Top of MATERIAL PROVIDED
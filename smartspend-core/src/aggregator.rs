//! Budget aggregation: pure functions over the expense list.
//!
//! Nothing here touches state or the clock; callers pass `today` in.

use chrono::{Datelike, NaiveDate};
use serde::{Deserialize, Serialize};
use std::collections::HashMap;

use crate::budget::{normalize_category, BudgetBook};
use crate::expense::{Expense, NewExpense};
use crate::palette::color_for;
use crate::time::{month_bounds, month_of, shift_month};

/// Optional inclusive date filter. Both bounds absent means "current month".
#[derive(Debug, Clone, Copy, Default, PartialEq, Eq, Serialize, Deserialize)]
pub struct DateRange {
    pub start: Option<NaiveDate>,
    pub end: Option<NaiveDate>,
}

impl DateRange {
    pub fn new(start: Option<NaiveDate>, end: Option<NaiveDate>) -> Self {
        Self { start, end }
    }

    /// The whole of a calendar month.
    pub fn month(year: i32, month: u32) -> Self {
        match month_bounds(year, month) {
            Some((first, last)) => Self::new(Some(first), Some(last)),
            None => Self::default(),
        }
    }

    /// Effective bounds, filling in the current month when unbounded.
    pub fn bounds(&self, today: NaiveDate) -> (Option<NaiveDate>, Option<NaiveDate>) {
        match (self.start, self.end) {
            (None, None) => {
                let (first, last) = month_of(today);
                (Some(first), Some(last))
            }
            bounds => bounds,
        }
    }

    /// Inclusive on both ends; `end` covers the whole of that day.
    pub fn contains(&self, date: NaiveDate, today: NaiveDate) -> bool {
        let (start, end) = self.bounds(today);
        start.is_none_or(|s| date >= s) && end.is_none_or(|e| date <= e)
    }
}

#[derive(Debug, Clone, PartialEq, Serialize, Deserialize)]
pub struct TrendPoint {
    /// Short month name, e.g. "Mar"
    pub label: String,
    pub year: i32,
    pub month: u32,
    pub total: f64,
}

#[derive(Debug, Clone, PartialEq, Serialize)]
pub struct CategorySpend {
    pub category: String,
    pub spent: f64,
    /// Budget cap for the category, 0 when unbudgeted
    pub limit: f64,
    pub color: &'static str,
}

#[derive(Debug, Clone, PartialEq, Serialize, Deserialize)]
pub struct MonthSummary {
    pub spent: f64,
    pub budgeted: f64,
    /// Signed; negative when total spend exceeds the total of all caps
    pub remaining: f64,
    /// Categories whose month spend exceeds their cap
    pub over_budget: Vec<String>,
}

/// Sum of expenses in `category` dated within `month`/`year`.
pub fn monthly_spend(expenses: &[Expense], category: &str, month: u32, year: i32) -> f64 {
    expenses
        .iter()
        .filter(|e| e.is_category(category) && e.in_month(month, year))
        .fold(0.0, |acc, e| acc + e.amount)
}

/// `limit - spent`, negative when over budget.
pub fn remaining_budget(limit: f64, spent: f64) -> f64 {
    limit - spent
}

/// Remaining budget clamped at zero for display.
pub fn display_remaining(limit: f64, spent: f64) -> f64 {
    remaining_budget(limit, spent).max(0.0)
}

/// Remaining budget in the new expense's category once it is added.
///
/// `expenses` must not contain `new` yet.
pub fn budget_left_after(expenses: &[Expense], budgets: &BudgetBook, new: &NewExpense) -> f64 {
    let prior = monthly_spend(
        expenses,
        &new.category,
        new.date.month(),
        new.date.year(),
    );
    remaining_budget(budgets.limit_for(&new.category), prior + new.amount)
}

/// Longest history [`trend`] will produce.
pub const MAX_TREND_MONTHS: usize = 120;

/// Total spend per month, oldest first, ending with `today`'s month.
///
/// `months_back` is capped at [`MAX_TREND_MONTHS`].
pub fn trend(expenses: &[Expense], months_back: usize, today: NaiveDate) -> Vec<TrendPoint> {
    let months = i32::try_from(months_back.min(MAX_TREND_MONTHS)).unwrap_or(0);
    (0..months)
        .rev()
        .map(|ago| {
            let (year, month) = shift_month(today.year(), today.month(), -ago);
            let total = expenses
                .iter()
                .filter(|e| e.in_month(month, year))
                .fold(0.0, |acc, e| acc + e.amount);
            let label = NaiveDate::from_ymd_opt(year, month, 1)
                .map(|d| d.format("%b").to_string())
                .unwrap_or_default();
            TrendPoint {
                label,
                year,
                month,
                total,
            }
        })
        .collect()
}

/// Sum of all expenses within `range`.
pub fn total_spend(expenses: &[Expense], range: &DateRange, today: NaiveDate) -> f64 {
    expenses
        .iter()
        .filter(|e| range.contains(e.date, today))
        .fold(0.0, |acc, e| acc + e.amount)
}

/// Spend per category within `range`.
///
/// Covers every budget category plus any category seen in the filtered
/// expenses; categories with nothing spent are dropped.
pub fn category_breakdown(
    expenses: &[Expense],
    budgets: &BudgetBook,
    range: &DateRange,
    today: NaiveDate,
) -> Vec<CategorySpend> {
    let mut rows: Vec<CategorySpend> = budgets
        .iter()
        .map(|b| CategorySpend {
            category: b.category.clone(),
            spent: 0.0,
            limit: b.limit,
            color: color_for(&b.category),
        })
        .collect();
    let mut idx: HashMap<String, usize> = rows
        .iter()
        .enumerate()
        .map(|(i, r)| (normalize_category(&r.category), i))
        .collect();

    for e in expenses.iter().filter(|e| range.contains(e.date, today)) {
        let key = normalize_category(&e.category);
        let i = *idx.entry(key).or_insert_with(|| {
            rows.push(CategorySpend {
                category: e.category.trim().to_string(),
                spent: 0.0,
                limit: 0.0,
                color: color_for(&e.category),
            });
            rows.len() - 1
        });
        rows[i].spent += e.amount;
    }

    rows.retain(|r| r.spent > 0.0);
    rows
}

/// Dashboard totals for the month containing `today`.
pub fn month_summary(expenses: &[Expense], budgets: &BudgetBook, today: NaiveDate) -> MonthSummary {
    let range = DateRange::month(today.year(), today.month());
    let spent = total_spend(expenses, &range, today);
    let budgeted = budgets.iter().fold(0.0, |acc, b| acc + b.limit);
    let over_budget = budgets
        .iter()
        .filter(|b| {
            let s = monthly_spend(expenses, &b.category, today.month(), today.year());
            remaining_budget(b.limit, s) < 0.0
        })
        .map(|b| b.category.clone())
        .collect();

    MonthSummary {
        spent,
        budgeted,
        remaining: remaining_budget(budgeted, spent),
        over_budget,
    }
}

#[cfg(test)]
mod tests {
    use super::*;
    use crate::budget::Budget;

    fn d(y: i32, m: u32, day: u32) -> NaiveDate {
        NaiveDate::from_ymd_opt(y, m, day).unwrap()
    }

    fn exp(id: &str, amount: f64, category: &str, date: NaiveDate) -> Expense {
        NewExpense::new(amount, category, id, date).into_expense(id)
    }

    fn sample() -> Vec<Expense> {
        vec![
            exp("a", 100.0, "Food", d(2026, 3, 1)),
            exp("b", 250.0, "food", d(2026, 3, 31)),
            exp("c", 40.0, "Transport", d(2026, 3, 15)),
            exp("d", 999.0, "Food", d(2026, 2, 28)),
            exp("e", 77.0, "Food", d(2025, 3, 10)),
            exp("f", 60.0, "Pets", d(2026, 3, 2)),
        ]
    }

    #[test]
    fn test_monthly_spend_filters_category_and_month() {
        let ex = sample();
        assert_eq!(monthly_spend(&ex, "Food", 3, 2026), 350.0);
        assert_eq!(monthly_spend(&ex, "Food", 2, 2026), 999.0);
        assert_eq!(monthly_spend(&ex, "Food", 3, 2025), 77.0);
        assert_eq!(monthly_spend(&ex, "Transport", 3, 2026), 40.0);
        assert_eq!(monthly_spend(&ex, "Bills", 3, 2026), 0.0);
        assert_eq!(monthly_spend(&[], "Food", 3, 2026), 0.0);
    }

    #[test]
    fn test_remaining_budget_is_signed() {
        assert_eq!(remaining_budget(1000.0, 400.0), 600.0);
        assert_eq!(remaining_budget(1000.0, 1500.0), -500.0);
        assert_eq!(display_remaining(1000.0, 1500.0), 0.0);
        assert_eq!(display_remaining(1000.0, 400.0), 600.0);
    }

    #[test]
    fn test_budget_left_after_new_expense() {
        let today = d(2026, 10, 18);
        let budgets: BudgetBook = vec![Budget::new("Food", 15000.0)].into();
        let prior = vec![
            exp("a", 7000.0, "Food", d(2026, 10, 2)),
            exp("b", 5000.0, "Food", d(2026, 10, 9)),
        ];
        let new = NewExpense::new(2000.0, "Food", "groceries", today);
        assert_eq!(budget_left_after(&prior, &budgets, &new), 1000.0);
    }

    #[test]
    fn test_budget_left_without_budget_is_negative() {
        let budgets = BudgetBook::new();
        let new = NewExpense::new(30.0, "Pets", "food", d(2026, 3, 3));
        assert_eq!(budget_left_after(&[], &budgets, &new), -30.0);
    }

    #[test]
    fn test_trend_spans_months_inclusive() {
        let ex = sample();
        let points = trend(&ex, 5, d(2026, 3, 20));
        assert_eq!(points.len(), 5);
        let labels: Vec<_> = points.iter().map(|p| p.label.as_str()).collect();
        assert_eq!(labels, vec!["Nov", "Dec", "Jan", "Feb", "Mar"]);
        assert_eq!(points[0].year, 2025);
        assert_eq!(points[3].total, 999.0);
        assert_eq!(points[4].total, 450.0);
        assert_eq!(points[1].total, 0.0);
    }

    #[test]
    fn test_trend_zero_months() {
        assert!(trend(&sample(), 0, d(2026, 3, 20)).is_empty());
    }

    #[test]
    fn test_breakdown_defaults_to_current_month() {
        let ex = sample();
        let budgets = BudgetBook::defaults();
        let rows = category_breakdown(&ex, &budgets, &DateRange::default(), d(2026, 3, 20));
        let cats: Vec<_> = rows.iter().map(|r| r.category.as_str()).collect();
        assert_eq!(cats, vec!["Food", "Transport", "Pets"]);
        assert_eq!(rows[0].spent, 350.0);
        assert_eq!(rows[0].limit, 15000.0);
        assert_eq!(rows[2].limit, 0.0);
        assert_eq!(rows[2].color, crate::palette::DEFAULT_COLOR);
    }

    #[test]
    fn test_breakdown_without_budgets() {
        let ex = sample();
        let range = DateRange::new(Some(d(2025, 1, 1)), Some(d(2026, 12, 31)));
        let rows = category_breakdown(&ex, &BudgetBook::new(), &range, d(2026, 3, 20));
        assert_eq!(rows.len(), 3);
        let food = rows.iter().find(|r| r.category == "Food").unwrap();
        assert_eq!(food.spent, 100.0 + 250.0 + 999.0 + 77.0);
    }

    #[test]
    fn test_range_end_is_inclusive() {
        let ex = sample();
        let range = DateRange::new(Some(d(2026, 3, 15)), Some(d(2026, 3, 31)));
        assert_eq!(total_spend(&ex, &range, d(2026, 3, 20)), 290.0);

        let open_start = DateRange::new(None, Some(d(2026, 2, 28)));
        assert_eq!(total_spend(&ex, &open_start, d(2026, 3, 20)), 999.0 + 77.0);
    }

    #[test]
    fn test_month_summary_flags_overspend() {
        let budgets: BudgetBook =
            vec![Budget::new("Food", 300.0), Budget::new("Transport", 100.0)].into();
        let s = month_summary(&sample(), &budgets, d(2026, 3, 20));
        assert_eq!(s.spent, 450.0);
        assert_eq!(s.budgeted, 400.0);
        assert_eq!(s.remaining, -50.0);
        assert_eq!(s.over_budget, vec!["Food".to_string()]);
    }

    #[test]
    fn test_non_ascii_category_matches_budget() {
        let budgets: BudgetBook = vec![Budget::new("CAFÉ", 500.0)].into();
        let prior = vec![exp("a", 400.0, "café", d(2026, 3, 3))];
        assert_eq!(monthly_spend(&prior, "CAFÉ", 3, 2026), 400.0);

        let new = NewExpense::new(200.0, "CAFÉ", "latte", d(2026, 3, 9));
        assert_eq!(budget_left_after(&prior, &budgets, &new), -100.0);

        let mut all = prior.clone();
        all.push(exp("b", 200.0, "Café", d(2026, 3, 9)));
        let s = month_summary(&all, &budgets, d(2026, 3, 20));
        assert_eq!(s.over_budget, vec!["CAFÉ".to_string()]);
    }

    #[test]
    fn test_empty_sums_are_positive_zero() {
        let today = d(2026, 3, 20);
        let spent = monthly_spend(&[], "Food", 3, 2026);
        assert!(spent.is_sign_positive());
        assert_eq!(format!("{spent:.2}"), "0.00");

        let points = trend(&[], 2, today);
        assert!(points.iter().all(|p| p.total.is_sign_positive()));

        let total = total_spend(&[], &DateRange::default(), today);
        assert_eq!(format!("{total:.2}"), "0.00");

        let s = month_summary(&[], &BudgetBook::new(), today);
        assert!(s.budgeted.is_sign_positive());
    }

    #[test]
    fn test_trend_length_is_capped() {
        let today = d(2026, 3, 20);
        assert_eq!(trend(&[], usize::MAX, today).len(), MAX_TREND_MONTHS);
        assert_eq!(trend(&[], 2_000_000_000, today).len(), MAX_TREND_MONTHS);
        let last = trend(&[], MAX_TREND_MONTHS, today).pop().unwrap();
        assert_eq!((last.year, last.month), (2026, 3));
    }
}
Bottom of MATERIAL PROVIDED
WHAT YOU NEED TO DO:
From the start of the data to the line that holds "use std::collections::HashMap;", retype each line exactly, with both ends included.

PROBLEM SOLUTION:
filename smartspend-core/src/aggregator.rs
//! Budget aggregation: pure functions over the expense list.
//!
//! Nothing here touches state or the clock; callers pass `today` in.

use chrono::{Datelike, NaiveDate};
use serde::{Deserialize, Serialize};
use std::collections::HashMap;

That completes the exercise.